I acknowledge the hon. Gentleman’s efforts in this area in the past. Is not the real issue this—that we agree that the Government’s intentions are good, but unless there is a degree of precision about what we are trying to achieve through this legislation, it could become another missed opportunity, leading to the confusion on which people have rested in the past as an excuse for inaction?
I very much agree with the hon. Gentleman. That is the challenge facing us in the short number of weeks ahead—to get this right. We have a golden opportunity. I remember going to meetings at the Ministry of Justice at the early stages, and this was not an issue or a priority. The Government have now moved a long way, and we do indeed need to use this opportunity to get it right.
The discrepancy in the current law is a barrier to the proper safeguarding of children. How are agencies meant to work together when they are not even looking for the same signs of neglect? That does not make sense. We need a common and precise definition of neglect that is understood by all agencies and includes clear reference to the emotional abuse of children. I am pleased that the Government have seen that, so I very much welcome clause 65, through which the Government have decided to tackle this issue. There remains more to be done to improve the Bill and ensure that we properly protect children from psychological abuse. In the meantime, I am heartened by the consensus among all parties on this most crucial of issues.
The Chair of the Home Affairs Committee earlier reminded us that we are within about 12 weeks of breaking off for the next election. I am in the happy position, as he also reminded us, of not standing at the next election, so I hope I can speak with a touch of objectivity. That said, the debate so far has been interesting and, for a change, it has provided more light than heat and there has been very little political bickering. Everyone who has spoken has accentuated certain points in this wide-ranging Bill in different ways—interesting ways, and no doubt sincere ways, too.

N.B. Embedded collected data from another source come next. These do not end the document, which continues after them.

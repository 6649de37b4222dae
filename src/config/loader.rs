// mgit-bridge: MGit mobile bridge
//
// SPDX-FileCopyrightText: 2026 Romeo Ahmed
// SPDX-License-Identifier: GPL-3.0-or-later

//! Configuration loading from multiple sources.
//!
//! # Loader Pipeline
//!
//! ```text
//! ConfigLoader::new()
//!   .add_toml_file(req)
//!   .add_toml_file_optional(opt)
//!   .add_toml_str()
//!   .with_env_prefix()
//!   .set()
//!        |
//!        v
//!    build() --> Config
//! ```

use std::path::PathBuf;

use super::Config;
use crate::error::{ConfigError, Result};

/// Builder for loading configuration from multiple sources.
pub struct ConfigLoader {
    builder: config::ConfigBuilder<config::builder::DefaultState>,
    env_prefix: Option<String>,
    files: Vec<(String, PathBuf)>,
}

impl ConfigLoader {
    #[must_use]
    pub fn new() -> Self {
        Self {
            builder: config::Config::builder(),
            env_prefix: None,
            files: Vec::new(),
        }
    }

    /// Adds a TOML configuration file to the loader.
    ///
    /// The file will be read when `build()` is called. If the file doesn't exist
    /// or contains invalid TOML, `build()` will return an error.
    #[must_use]
    pub fn add_toml_file<P: AsRef<std::path::Path>>(mut self, path: P) -> Self {
        use config::{File, FileFormat};
        let p = path.as_ref();
        self.builder = self
            .builder
            .add_source(File::from(p).format(FileFormat::Toml).required(true));
        self.files.push(("file".to_string(), p.to_path_buf()));
        self
    }

    #[must_use]
    pub fn add_toml_file_optional<P: AsRef<std::path::Path>>(mut self, path: P) -> Self {
        use config::{File, FileFormat};
        let p = path.as_ref();
        self.builder = self
            .builder
            .add_source(File::from(p).format(FileFormat::Toml).required(false));
        if p.exists() {
            self.files.push(("optional".to_string(), p.to_path_buf()));
        }
        self
    }

    #[must_use]
    pub fn add_toml_str(mut self, content: &str) -> Self {
        use config::{File, FileFormat};
        self.builder = self
            .builder
            .add_source(File::from_str(content, FileFormat::Toml));
        self.files
            .push(("string".to_string(), PathBuf::from("<string>")));
        self
    }

    /// Reads `PREFIX_SECTION__KEY` environment variables.
    ///
    /// Keys contain underscores (`timeout_secs`), so sections are separated
    /// by a double underscore: `MGIT_SERVER__TIMEOUT_SECS=30`.
    #[must_use]
    pub fn with_env_prefix(mut self, prefix: &str) -> Self {
        self.env_prefix = Some(prefix.to_string());
        self
    }

    /// Sets a configuration override.
    ///
    /// # Errors
    ///
    /// Returns an error if the key is invalid or if the value cannot be converted
    /// to a configuration value.
    pub fn set<T: Into<config::Value>>(mut self, key: &str, value: T) -> Result<Self> {
        self.builder = self
            .builder
            .set_override(key, value)
            .map_err(|e| anyhow::anyhow!("Config error: {e}"))?;
        Ok(self)
    }

    /// Applies a `section.key=value` override as given on the command line.
    ///
    /// # Errors
    ///
    /// Returns a `ConfigError::InvalidValue` if the option has no `=` or no
    /// section.
    pub fn set_option(self, option: &str) -> Result<Self> {
        let invalid = |message: &str| ConfigError::InvalidValue {
            section: "cli".to_string(),
            key: option.to_string(),
            message: message.to_string(),
        };
        let (key, value) = option
            .split_once('=')
            .ok_or_else(|| invalid("expected KEY=VALUE"))?;
        let key = key.trim();
        if !key.contains('.') {
            return Err(invalid("expected 'section.key' before '='").into());
        }
        self.set(key, value.trim())
    }

    /// Builds the configuration from all added sources.
    ///
    /// # Errors
    ///
    /// Returns an error if:
    /// - Required configuration files are missing.
    /// - Configuration files have invalid TOML syntax.
    /// - Environment variables cannot be parsed.
    /// - The merged configuration cannot be deserialized into the `Config` struct.
    pub fn build(self) -> Result<Config> {
        let builder = match &self.env_prefix {
            Some(prefix) => self.builder.add_source(
                config::Environment::with_prefix(prefix)
                    .prefix_separator("_")
                    .separator("__")
                    .try_parsing(true),
            ),
            None => self.builder,
        };
        let cfg = builder.build()?;
        let config: Config = cfg.try_deserialize()?;
        config.validate()?;
        Ok(config)
    }

    #[must_use]
    pub fn loaded_files(&self) -> Vec<(String, PathBuf)> {
        self.files.clone()
    }

    #[must_use]
    pub fn format_loaded_files(&self) -> Vec<String> {
        self.files
            .iter()
            .enumerate()
            .map(|(i, (source, path))| format!("{}. [{}] {}", i + 1, source, path.display()))
            .collect()
    }
}

impl Default for ConfigLoader {
    fn default() -> Self {
        Self::new()
    }
}
// mgit-bridge: MGit mobile bridge
//
// SPDX-FileCopyrightText: 2026 Romeo Ahmed
// SPDX-License-Identifier: GPL-3.0-or-later

//! Clone dispatch by configured backend.
//!
//! ```text
//! clone_with_token(kind, ..)
//!   Embedded --> GixBackend   (no subprocess)
//!   System   --> ShellBackend --> git (PATH)
//! ```

use crate::config::types::GitBackendKind;
use crate::error::MgitResult;
use std::path::Path;
use tracing::info;

use super::backend::{GitClone, GixBackend, ShellBackend};

/// Clone with the selected backend.
///
/// # Errors
///
/// Returns a `GitError` if the clone fails, or a `ProcessError` if the
/// system backend cannot find or start `git`.
pub fn clone_with_token(
    backend: GitBackendKind,
    url: &str,
    dest: &Path,
    token: &str,
    remote_name: &str,
) -> MgitResult<()> {
    info!(%backend, url, dest = %dest.display(), "cloning git repository");
    match backend {
        GitBackendKind::Embedded => GixBackend::clone_with_token(url, dest, token, remote_name),
        GitBackendKind::System => ShellBackend::clone_with_token(url, dest, token, remote_name),
    }
}
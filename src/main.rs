// mgit-bridge: MGit mobile bridge
//
// SPDX-FileCopyrightText: 2026 Romeo Ahmed
// SPDX-License-Identifier: GPL-3.0-or-later

//! Entry point.
//!
//! ```text
//! cli::parse() --> Logging --> Command Dispatch
//!   Version | Options | Inis | Usage | TestLogging | Add | Clone
//! ```

use std::process::ExitCode;

use mgit_bridge::cli::global::GlobalOptions;
use mgit_bridge::cli::{self, Command};
use mgit_bridge::cmd::bridge::{run_add_command, run_test_logging_command, run_usage_command};
use mgit_bridge::cmd::clone::run_clone_command;
use mgit_bridge::cmd::config::{run_inis_command, run_options_command};
use mgit_bridge::config::loader::ConfigLoader;
use mgit_bridge::config::{Config, DEFAULT_CONFIG_FILE, ENV_PREFIX};
use mgit_bridge::logging::init_logging;
use mgit_bridge::logging::{LogConfig, LogLevel};

use mimalloc::MiMalloc;

#[global_allocator]
static GLOBAL: MiMalloc = MiMalloc;

#[tokio::main]
async fn main() -> ExitCode {
    let cli = cli::parse();

    let log_config = build_log_config(&cli.global);
    let _log_guard = match init_logging(&log_config) {
        Ok(guard) => guard,
        Err(e) => {
            eprintln!("Failed to initialize logging: {e}");
            return ExitCode::FAILURE;
        }
    };

    dispatch_command(&cli).await
}

fn build_log_config(global: &GlobalOptions) -> LogConfig {
    let console_level = global
        .log_level
        .and_then(LogLevel::from_u8)
        .unwrap_or(LogLevel::INFO);

    let file_level = global
        .file_log_level
        .and_then(LogLevel::from_u8)
        .unwrap_or(console_level);

    LogConfig::builder()
        .with_console_level(console_level)
        .with_file_level(file_level)
        .maybe_with_log_file(global.log_file.as_ref().map(|p| p.display().to_string()))
        .build()
}

async fn dispatch_command(cli: &cli::Cli) -> ExitCode {
    let json = cli.global.json;
    let result = match &cli.command {
        Some(Command::Version) => {
            handle_version_command();
            Ok(())
        }
        Some(Command::Options) => {
            load_config(&cli.global, &[]).map(|config| run_options_command(&config))
        }
        Some(Command::Inis) => build_config_loader(&cli.global, &[])
            .map(|loader| run_inis_command(&loader.format_loaded_files())),
        Some(Command::Usage) => run_usage_command(json),
        Some(Command::TestLogging) => run_test_logging_command(json),
        Some(Command::Add(args)) => run_add_command(args, json),
        Some(Command::Clone(args)) => match load_config(&cli.global, &args.to_config_overrides()) {
            Ok(config) => run_clone_command(args, &config, json).await,
            Err(e) => Err(e),
        },
        None => {
            eprintln!("No command specified. Use --help for usage information.");
            Err(anyhow::anyhow!("No command specified"))
        }
    };

    match result {
        Ok(()) => ExitCode::SUCCESS,
        Err(e) => {
            eprintln!("Error: {e:#}");
            ExitCode::FAILURE
        }
    }
}

fn handle_version_command() {
    println!("{}", env!("CARGO_PKG_VERSION"));
}

fn build_config_loader(
    global: &GlobalOptions,
    extra: &[String],
) -> mgit_bridge::error::Result<ConfigLoader> {
    let mut loader = ConfigLoader::new().add_toml_file_optional(DEFAULT_CONFIG_FILE);
    for ini_path in &global.inis {
        loader = loader.add_toml_file(ini_path);
    }
    loader = loader.with_env_prefix(ENV_PREFIX);
    for option in global.to_config_overrides().iter().chain(extra) {
        loader = loader.set_option(option)?;
    }
    Ok(loader)
}

fn load_config(global: &GlobalOptions, extra: &[String]) -> mgit_bridge::error::Result<Config> {
    build_config_loader(global, extra)?.build().map_err(|e| {
        eprintln!("Failed to load config: {e}");
        e
    })
}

It is a great pleasure to follow my fellow Welsh Member, the hon. Member for Ceredigion (Mr Williams), and I am aware of the work he has done, with other Members, on the subject he addressed. I am pleased that it seems likely that the matters for which he has been pleading will come to fruition. In my experience, however, civil servants are always more difficult to persuade than Ministers—a common experience that we all share, I am sure.

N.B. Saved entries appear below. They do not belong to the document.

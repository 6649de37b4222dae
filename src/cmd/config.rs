// mgit-bridge: MGit mobile bridge
//
// SPDX-FileCopyrightText: 2026 Romeo Ahmed
// SPDX-License-Identifier: GPL-3.0-or-later

//! Config-related commands for mgit-bridge.

use crate::config::Config;

/// Display current configuration options.
pub fn run_options_command(config: &Config) {
    for line in config.format_options() {
        println!("{line}");
    }
}

/// Display loaded configuration files.
pub fn run_inis_command(config_files: &[String]) {
    if config_files.is_empty() {
        println!("No configuration files loaded");
    } else {
        for line in config_files {
            println!("{line}");
        }
    }
}
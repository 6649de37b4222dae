// mgit-bridge: MGit mobile bridge
//
// SPDX-FileCopyrightText: 2026 Romeo Ahmed
// SPDX-License-Identifier: GPL-3.0-or-later

use super::{LogConfig, LogLevel, ensure_bridge_logging};

#[test]
fn test_log_level_bounds() {
    assert_eq!(LogLevel::from_u8(0), Some(LogLevel::SILENT));
    assert_eq!(LogLevel::from_u8(6), Some(LogLevel::DUMP));
    assert_eq!(LogLevel::from_u8(7), None);
    assert!(LogLevel::new(9).is_err());
    assert_eq!(LogLevel::try_from(4).map(u8::from).ok(), Some(4));
}

#[test]
fn test_log_level_filters() {
    let filters: Vec<_> = (0..=6)
        .filter_map(LogLevel::from_u8)
        .map(LogLevel::to_filter_string)
        .collect();
    insta::assert_debug_snapshot!(filters, @r#"
    [
        "off",
        "error",
        "warn",
        "info,gix=warn,reqwest=warn,hyper=warn",
        "debug,gix=warn,reqwest=warn,hyper=warn",
        "trace,gix=warn,reqwest=warn,hyper=warn",
        "trace",
    ]
    "#);
}

#[test]
fn test_log_level_serde_as_integer() {
    let level: LogLevel = serde_json::from_str("4").unwrap();
    assert_eq!(level, LogLevel::DEBUG);
    assert_eq!(serde_json::to_string(&LogLevel::WARN).unwrap(), "2");
    assert!(serde_json::from_str::<LogLevel>("12").is_err());
}

#[test]
fn test_log_config_defaults() {
    let config = LogConfig::default();
    assert_eq!(config.console_level(), LogLevel::INFO);
    assert_eq!(config.file_level(), LogLevel::TRACE);
    assert!(config.log_file().is_none());
    assert!(!config.show_target());
}

#[test]
fn test_ensure_bridge_logging_is_idempotent() {
    ensure_bridge_logging();
    ensure_bridge_logging();
    tracing::info!("bridge logging installed");
}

I by and large welcome the Bill and believe that the provisions on confiscation orders, for example, will be helpful to the courts, making sure, as was said earlier, that crime does not pay. That is so, particularly in the more straightforward cases in which the courts exercise their power to determine the extent of the defendant’s interest in a property. There remain, of course, rights of third parties to intervene and claim proprietary rights and so forth, but in the round I think the provisions are quite well drafted and I suspect that they will be used more often than the Government assume. The default provisions are welcome, too, and may well persuade a defendant to pay up rather than serve a substantial extra sentence.
The Bill is a good example of legislation having been improved by its passage through the other place. During its stages there, the Government conceded a number of amendments, which have arguably made it a better piece of legislation. One example was the Government amendment to the provisions in clause 44 relating to being part of an organised crime group. When the Bill was first announced in June this year, the Government couched these provisions as a mechanism that would
“send a clear signal to discourage corrupt and complicit professionals and others who provide the materials, services, infrastructure, information and other support that organised crime groups need.”
It was evident from the start that this aspect of the Bill was one that the Government were keen to highlight for various reasons.
However, organisations such as the Law Society voiced their opposition to the original wording, and made the point that the way in which the mens rea of the offence was drafted was too broad and could, in fact, catch individuals who were unintentionally caught up in a situation. The Government accepted the recommendation of the Law Society’s money laundering taskforce to change the mens rea from “reasonable cause to suspect” to “reasonably suspects”—in other words that the individual had participated in an organised crime group. That is to the good, for sure.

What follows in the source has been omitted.